Tag Archives: guilt

Retreat to Freedom

24 Nov

I declared Friday a personal retreat. My husband was out of town, the temperature dropped below Karo, and amazingly, I had nothing on my calendar. Posole simmered in the crockpot beside a bowl of homemade Chex Mix and percolating cider. A light dusting of snow on icy streets created a perfect homebound day.

Of course, there’s always a dose of reality in any idyllic scene. I brought our old birddog, Jax, out of the 21o
air, because his twisted arthritic feet don’t do well in the cold. He’s a big outside dog; I had no idea he could produce so much poop. (Sigh) Ah, well. His comfort was worth cleaning the sunroom floor.

My goal for the day was to stay with whatever God showed me in my daily reading until I really got it. Lately, as I read Scripture, I’d write the teaching I believe the Holy Spirit had for me, pray, and then jump into my day without meditating. I hadn’t taken time to follow that teaching to its logical and practical conclusion so I wasn’t seeing the change I desired.

Here’s what God showed me: Now the Lord is the Spirit, and where the Spirit of the Lord is, there is freedom (2 Corinthians 3:17 ESV).

I realized I wanted to do the retreat “right” and not waste the rare day I had to spend entirely with God. A very strong impression quickly tumbled over that thought; God wanted me to celebrate and enjoy the day. Today wasn’t about getting it right; it was about freedom. Instant tears of gratitude and praise blurred my vision. My tears pointed me to a tender place not totally healed. I really want to live in freedom, but one might suppose I prefer guilt.

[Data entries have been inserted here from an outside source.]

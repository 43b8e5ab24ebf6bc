//! In-memory data store used by tests.
//!
//! Records are kept per collection, keyed by their identifying key, so
//! upserts behave like the hosted database's merge-duplicates mode.

use std::collections::{BTreeMap, HashMap};
use std::sync::Arc;
use std::sync::atomic::{AtomicUsize, Ordering};

use dashmap::{DashMap, DashSet};
use serde_json::Value;

use super::client::{Connector, DataStoreClient, SHOP_KEY};
use super::{Filter, RECORD_KEY, Record, RecordBatch, StoreError, StoreResult};
use crate::config::EnvironmentProfile;

/// Store operation, used to inject failures.
#[derive(Debug, Clone, Copy, PartialEq, Eq, Hash)]
pub enum Operation {
    Fetch,
    Upsert,
    Query,
}

struct Inner {
    environment: String,
    collections: DashMap<String, BTreeMap<String, Record>>,
    calls: AtomicUsize,
    upserts: AtomicUsize,
    upsert_budget: AtomicUsize,
    failures: DashSet<(Operation, String)>,
}

/// Cloneable handle to a shared in-memory store.
#[derive(Clone)]
pub struct MemoryStore {
    inner: Arc<Inner>,
}

impl MemoryStore {
    pub fn new(environment: &str) -> Self {
        Self {
            inner: Arc::new(Inner {
                environment: environment.to_string(),
                collections: DashMap::new(),
                calls: AtomicUsize::new(0),
                upserts: AtomicUsize::new(0),
                upsert_budget: AtomicUsize::new(usize::MAX),
                failures: DashSet::new(),
            }),
        }
    }

    /// Insert JSON objects directly, bypassing call counting.
    pub fn insert(&self, collection: &str, rows: Vec<Value>) {
        let mut table = self.inner.collections.entry(collection.to_string()).or_default();
        for row in rows {
            let record = Record::from_value(row).expect("fixture rows must be objects");
            let key = record.key().expect("fixture rows must have an id");
            table.insert(key, record);
        }
    }

    /// Records of a collection in key order.
    pub fn records(&self, collection: &str) -> Vec<Record> {
        self.inner
            .collections
            .get(collection)
            .map(|table| table.values().cloned().collect())
            .unwrap_or_default()
    }

    pub fn count(&self, collection: &str) -> usize {
        self.inner
            .collections
            .get(collection)
            .map(|table| table.len())
            .unwrap_or(0)
    }

    pub fn contains(&self, collection: &str, key: &str) -> bool {
        self.inner
            .collections
            .get(collection)
            .is_some_and(|table| table.contains_key(key))
    }

    /// Number of trait calls made against this store.
    pub fn calls(&self) -> usize {
        self.inner.calls.load(Ordering::SeqCst)
    }

    /// Make every `operation` on `collection` fail.
    pub fn fail_on(&self, operation: Operation, collection: &str) {
        self.inner
            .failures
            .insert((operation, collection.to_string()));
    }

    /// Let `count` upserts succeed, then fail every following one.
    pub fn fail_upserts_after(&self, count: usize) {
        self.inner.upsert_budget.store(count, Ordering::SeqCst);
    }

    fn enter(&self, operation: Operation, collection: &str) -> StoreResult<()> {
        self.inner.calls.fetch_add(1, Ordering::SeqCst);
        let injected = self
            .inner
            .failures
            .contains(&(operation, collection.to_string()));
        let over_budget = operation == Operation::Upsert
            && self.inner.upserts.load(Ordering::SeqCst)
                >= self.inner.upsert_budget.load(Ordering::SeqCst);

        if injected || over_budget {
            return Err(StoreError::Rejected {
                environment: self.inner.environment.clone(),
                collection: collection.to_string(),
                status: 500,
                message: "injected failure".to_string(),
            });
        }
        Ok(())
    }
}

impl DataStoreClient for MemoryStore {
    fn environment(&self) -> &str {
        &self.inner.environment
    }

    async fn fetch_all(&self, collection: &str) -> StoreResult<RecordBatch> {
        self.enter(Operation::Fetch, collection)?;
        Ok(RecordBatch::new(self.records(collection)))
    }

    async fn upsert(&self, collection: &str, batch: &RecordBatch) -> StoreResult<usize> {
        self.enter(Operation::Upsert, collection)?;

        let mut keyed = Vec::with_capacity(batch.len());
        for record in batch {
            let key = record.key().ok_or_else(|| StoreError::MissingKey {
                collection: collection.to_string(),
                key: RECORD_KEY.to_string(),
            })?;
            keyed.push((key, record.clone()));
        }

        let mut table = self
            .inner
            .collections
            .entry(collection.to_string())
            .or_default();
        table.extend(keyed);
        self.inner.upserts.fetch_add(1, Ordering::SeqCst);

        Ok(batch.len())
    }

    async fn query_by_shop(
        &self,
        collection: &str,
        shop_id: &str,
        filters: &[Filter],
    ) -> StoreResult<RecordBatch> {
        self.enter(Operation::Query, collection)?;

        let shop = Filter::eq(SHOP_KEY, shop_id);
        let records = self
            .records(collection)
            .into_iter()
            .filter(|record| record.matches(&shop) && filters.iter().all(|f| record.matches(f)))
            .collect();
        Ok(RecordBatch::new(records))
    }
}

/// Hands out [`MemoryStore`]s by environment name and counts connections.
#[derive(Clone, Default)]
pub struct MemoryConnector {
    stores: HashMap<String, MemoryStore>,
    connects: Arc<AtomicUsize>,
}

impl MemoryConnector {
    pub fn new() -> Self {
        Self::default()
    }

    pub fn with_store(mut self, store: &MemoryStore) -> Self {
        self.stores
            .insert(store.environment().to_string(), store.clone());
        self
    }

    pub fn connects(&self) -> usize {
        self.connects.load(Ordering::SeqCst)
    }
}

impl Connector for MemoryConnector {
    type Client = MemoryStore;

    fn connect(&self, profile: &EnvironmentProfile) -> StoreResult<MemoryStore> {
        self.connects.fetch_add(1, Ordering::SeqCst);
        self.stores
            .get(&profile.name)
            .cloned()
            .ok_or_else(|| StoreError::Connection {
                environment: profile.name.clone(),
                message: "no such environment".to_string(),
            })
    }
}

I immediately thought of Romans, which probably contains more theology per line than most books in the Bible. I spent at least an hour in the already underlined fifth through eighth chapters, proof that I didn’t quite get it the first ___ (how many?) times.

Wow. So much there, but one verse really jumped out at me, “But now we are released from the law, having died to that which held us captive, so that we serve in the new way of the Spirit and not in the old way of the written code” (Romans 7:6 ESV).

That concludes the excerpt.